Patients in whom the initial classification of T1 renal cell carcinoma by CT was up graded to T3a on pathological analysis (invasion of fat within Gerota's fascia) showed the same recurrence-free survival rate as patients with pathologically confirmed T1 lesions. Thus, smaller tumors (less than 7 cm) that are up graded to T3a based on capsule invasion behave much like T1 tumors and exact pathological T staging does not appear to impact overall survival.

摘要

目的

病理分期一直是评估接受手术治疗的肾细胞癌病例最广泛使用的预后指标。
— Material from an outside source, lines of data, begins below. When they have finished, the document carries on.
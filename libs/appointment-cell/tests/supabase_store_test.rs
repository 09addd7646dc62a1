use std::sync::Arc;

use assert_matches::assert_matches;
use chrono::{TimeZone, Utc};
use serde_json::json;
use uuid::Uuid;
use wiremock::matchers::{body_partial_json, method, path, query_param};
use wiremock::{Mock, MockServer, ResponseTemplate};

use appointment_cell::{
    Appointment, AppointmentRepository, AppointmentStatus, PetDirectory, RepositoryError, ServiceType,
    SupabaseAppointmentRepository, SupabasePetDirectory, TimeInterval,
};
use shared_database::supabase::SupabaseClient;
use shared_utils::test_utils::{MockSupabaseResponses, TestConfig};

fn client(server: &MockServer) -> Arc<SupabaseClient> {
    let config = TestConfig::with_supabase(&server.uri()).to_app_config();
    Arc::new(SupabaseClient::new(&config))
}

fn new_appointment() -> Appointment {
    let created = Utc.with_ymd_and_hms(2025, 5, 1, 0, 0, 0).unwrap();
    Appointment {
        id: Uuid::new_v4(),
        pet_id: Uuid::new_v4(),
        owner_user_id: Uuid::new_v4(),
        start_time: Utc.with_ymd_and_hms(2025, 6, 1, 10, 0, 0).unwrap(),
        end_time: Utc.with_ymd_and_hms(2025, 6, 1, 10, 45, 0).unwrap(),
        service_type: ServiceType::Routine,
        status: AppointmentStatus::Pending,
        notes: None,
        created_at: created,
        updated_at: created,
    }
}

fn row_for(appointment: &Appointment) -> serde_json::Value {
    MockSupabaseResponses::appointment_response(
        &appointment.id.to_string(),
        &appointment.pet_id.to_string(),
        &appointment.owner_user_id.to_string(),
        "2025-06-01T10:00:00Z",
        "2025-06-01T10:45:00Z",
        "pending",
    )
}

#[tokio::test]
async fn test_pet_directory_reads_owner() {
    let server = MockServer::start().await;
    let (pet, owner) = (Uuid::new_v4(), Uuid::new_v4());
    Mock::given(method("GET"))
        .and(path("/rest/v1/pets"))
        .and(query_param("id", format!("eq.{}", pet)))
        .respond_with(ResponseTemplate::new(200).set_body_json(json!([
            MockSupabaseResponses::pet_response(&pet.to_string(), &owner.to_string())
        ])))
        .mount(&server)
        .await;
    Mock::given(method("GET"))
        .and(path("/rest/v1/pets"))
        .and(query_param("owner_id", format!("eq.{}", owner)))
        .respond_with(ResponseTemplate::new(200).set_body_json(json!([
            MockSupabaseResponses::pet_response(&pet.to_string(), &owner.to_string())
        ])))
        .mount(&server)
        .await;

    let directory = SupabasePetDirectory::new(client(&server));

    assert_eq!(directory.pet_owner(pet).await.unwrap(), Some(owner));
    assert!(directory.pets_owned_by(owner).await.unwrap().contains(&pet));
}

#[tokio::test]
async fn test_missing_pet_is_none() {
    let server = MockServer::start().await;
    Mock::given(method("GET"))
        .and(path("/rest/v1/pets"))
        .respond_with(ResponseTemplate::new(200).set_body_json(json!([])))
        .mount(&server)
        .await;

    let directory = SupabasePetDirectory::new(client(&server));

    assert_eq!(directory.pet_owner(Uuid::new_v4()).await.unwrap(), None);
}

#[tokio::test]
async fn test_insert_writes_user_id_column() {
    let server = MockServer::start().await;
    let appointment = new_appointment();
    Mock::given(method("POST"))
        .and(path("/rest/v1/appointments"))
        .and(body_partial_json(json!({
            "user_id": appointment.owner_user_id,
            "status": "pending",
            "service_type": "routine"
        })))
        .respond_with(ResponseTemplate::new(201).set_body_json(json!([row_for(&appointment)])))
        .expect(1)
        .mount(&server)
        .await;

    let stored = SupabaseAppointmentRepository::new(client(&server))
        .insert(appointment.clone())
        .await
        .unwrap();

    assert_eq!(stored.id, appointment.id);
    assert_eq!(stored.owner_user_id, appointment.owner_user_id);
}

#[tokio::test]
async fn test_exclusion_violation_becomes_overlap() {
    let server = MockServer::start().await;
    Mock::given(method("POST"))
        .and(path("/rest/v1/appointments"))
        .respond_with(ResponseTemplate::new(409).set_body_json(MockSupabaseResponses::error_response(
            "23P01",
            "conflicting key value violates exclusion constraint \"appointments_no_overlap\"",
        )))
        .mount(&server)
        .await;

    let result = SupabaseAppointmentRepository::new(client(&server))
        .insert(new_appointment())
        .await;

    assert_matches!(result, Err(RepositoryError::OverlapViolation));
}

#[tokio::test]
async fn test_serialization_failure_is_reported() {
    let server = MockServer::start().await;
    Mock::given(method("PATCH"))
        .and(path("/rest/v1/appointments"))
        .respond_with(ResponseTemplate::new(500).set_body_json(MockSupabaseResponses::error_response(
            "40001",
            "could not serialize access due to concurrent update",
        )))
        .mount(&server)
        .await;

    let result = SupabaseAppointmentRepository::new(client(&server))
        .update(new_appointment())
        .await;

    assert_matches!(result, Err(RepositoryError::SerializationFailure));
}

#[tokio::test]
async fn test_update_of_missing_row_is_not_found() {
    let server = MockServer::start().await;
    Mock::given(method("PATCH"))
        .and(path("/rest/v1/appointments"))
        .respond_with(ResponseTemplate::new(200).set_body_json(json!([])))
        .mount(&server)
        .await;

    let result = SupabaseAppointmentRepository::new(client(&server))
        .update(new_appointment())
        .await;

    assert_matches!(result, Err(RepositoryError::NotFound));
}

#[tokio::test]
async fn test_active_overlapping_queries_active_rows_only() {
    let server = MockServer::start().await;
    let existing = new_appointment();
    let excluded = Uuid::new_v4();
    Mock::given(method("GET"))
        .and(path("/rest/v1/appointments"))
        .and(query_param("status", "in.(pending,confirmed)"))
        .and(query_param("start_time", "lt.2025-06-01T11:00:00+00:00"))
        .and(query_param("end_time", "gt.2025-06-01T10:30:00+00:00"))
        .and(query_param("id", format!("neq.{}", excluded)))
        .respond_with(ResponseTemplate::new(200).set_body_json(json!([row_for(&existing)])))
        .mount(&server)
        .await;

    let interval = TimeInterval {
        start: Utc.with_ymd_and_hms(2025, 6, 1, 10, 30, 0).unwrap(),
        end: Utc.with_ymd_and_hms(2025, 6, 1, 11, 0, 0).unwrap(),
    };
    let rows = SupabaseAppointmentRepository::new(client(&server))
        .active_overlapping(&interval, Some(excluded))
        .await
        .unwrap();

    assert_eq!(rows.len(), 1);
    assert_eq!(rows[0].id, existing.id);
}

#[tokio::test]
async fn test_get_returns_none_for_unknown_id() {
    let server = MockServer::start().await;
    Mock::given(method("GET"))
        .and(path("/rest/v1/appointments"))
        .respond_with(ResponseTemplate::new(200).set_body_json(json!([])))
        .mount(&server)
        .await;

    let found = SupabaseAppointmentRepository::new(client(&server))
        .get(Uuid::new_v4())
        .await
        .unwrap();

    assert!(found.is_none());
}
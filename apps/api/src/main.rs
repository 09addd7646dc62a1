use std::sync::Arc;

use anyhow::Context;
use dotenv::dotenv;
use tokio::net::TcpListener;
use tower_http::cors::{Any, CorsLayer};
use tower_http::trace::{self, TraceLayer};
use tracing::{info, warn, Level};
use tracing_subscriber::{layer::SubscriberExt, util::SubscriberInitExt};

mod router;

use shared_config::AppConfig;

#[tokio::main]
async fn main() -> anyhow::Result<()> {
    // Loading Env Vars
    dotenv().ok();

    // Initialize tracing
    tracing_subscriber::registry()
        .with(tracing_subscriber::EnvFilter::new(
            std::env::var("RUST_LOG").unwrap_or_else(|_| "info,tower_http=debug".into()),
        ))
        .with(tracing_subscriber::fmt::layer())
        .init();

    info!("Starting vet clinic scheduling API");

    let config = Arc::new(AppConfig::from_env());
    if !config.is_configured() {
        warn!("JWT_SECRET is not set; every authenticated route will answer 401");
    }

    let stores = router::Stores::from_config(&config);

    let cors = CorsLayer::new()
        .allow_origin(Any)
        .allow_methods(Any)
        .allow_headers(Any);

    let app = router::create_router(config.clone(), stores)
        .layer(
            TraceLayer::new_for_http()
                .make_span_with(trace::DefaultMakeSpan::new().level(Level::INFO))
                .on_response(trace::DefaultOnResponse::new().level(Level::INFO)),
        )
        .layer(cors);

    let listener = TcpListener::bind(&config.bind_addr)
        .await
        .with_context(|| format!("failed to bind {}", config.bind_addr))?;
    info!("Listening on {}", config.bind_addr);

    axum::serve(listener, app).await.context("server error")?;
    Ok(())
}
微创外科手术方法越来越多地用于治疗传统上缺乏病理信息(碎块化)或不存在病理信息(射频消融或冷冻消融)的小肿块。术前通过计算机断层扫描(CT)或磁共振成像进行的横断面成像已用于对肾肿瘤进行临床分期,但它可能导致与传统病理分期系统存在差异,特别是在超出肾包膜的微观浸润方面。在本研究中,我们评估了影像学分期为临床T1且病理为T1的病变与临床分期为T1且病理分期上调至pT3a的病变在行为上是否不同。

材料与方法

回顾性分析了1990年至1999年间在约翰霍普金斯医院接受肾细胞癌手术治疗的296例患者的记录。所有患者均接受了术前CT或磁共振成像,根据1997年TNM分期系统为每个肿瘤确定临床分期和大小(最大直径)。手术切除后确定病理分期、大小和肿瘤分级。本分析仅纳入了186例临床T1肿瘤患者。

结果

在临床发现有T1病变的186例患者中,125例(67%)病理为T1,57例(31%)病理为T3a病变。手术切除时所有手术切缘和淋巴结均为阴性。pT1病变的平均肿瘤大小±标准差为3.9±1.5 cm,pT3a病变为3.8±1.5 cm。使用Kaplan-Meier分析比较这些病理组时,pT1和pT3a病变患者的5年无复发生存率无统计学差异(分别为90.6%和97.5%)。

结论

通过CT最初分类为T1的肾细胞癌患者,经病理分析上调至T3a(肾周筋膜内脂肪浸润),其无复发生存率与病理证实为T1病变的患者相同。因此,基于包膜侵犯上调至T3a的较小肿瘤(小于7 cm)的行为与T1肿瘤非常相似,确切的病理T分期似乎不影响总体生存。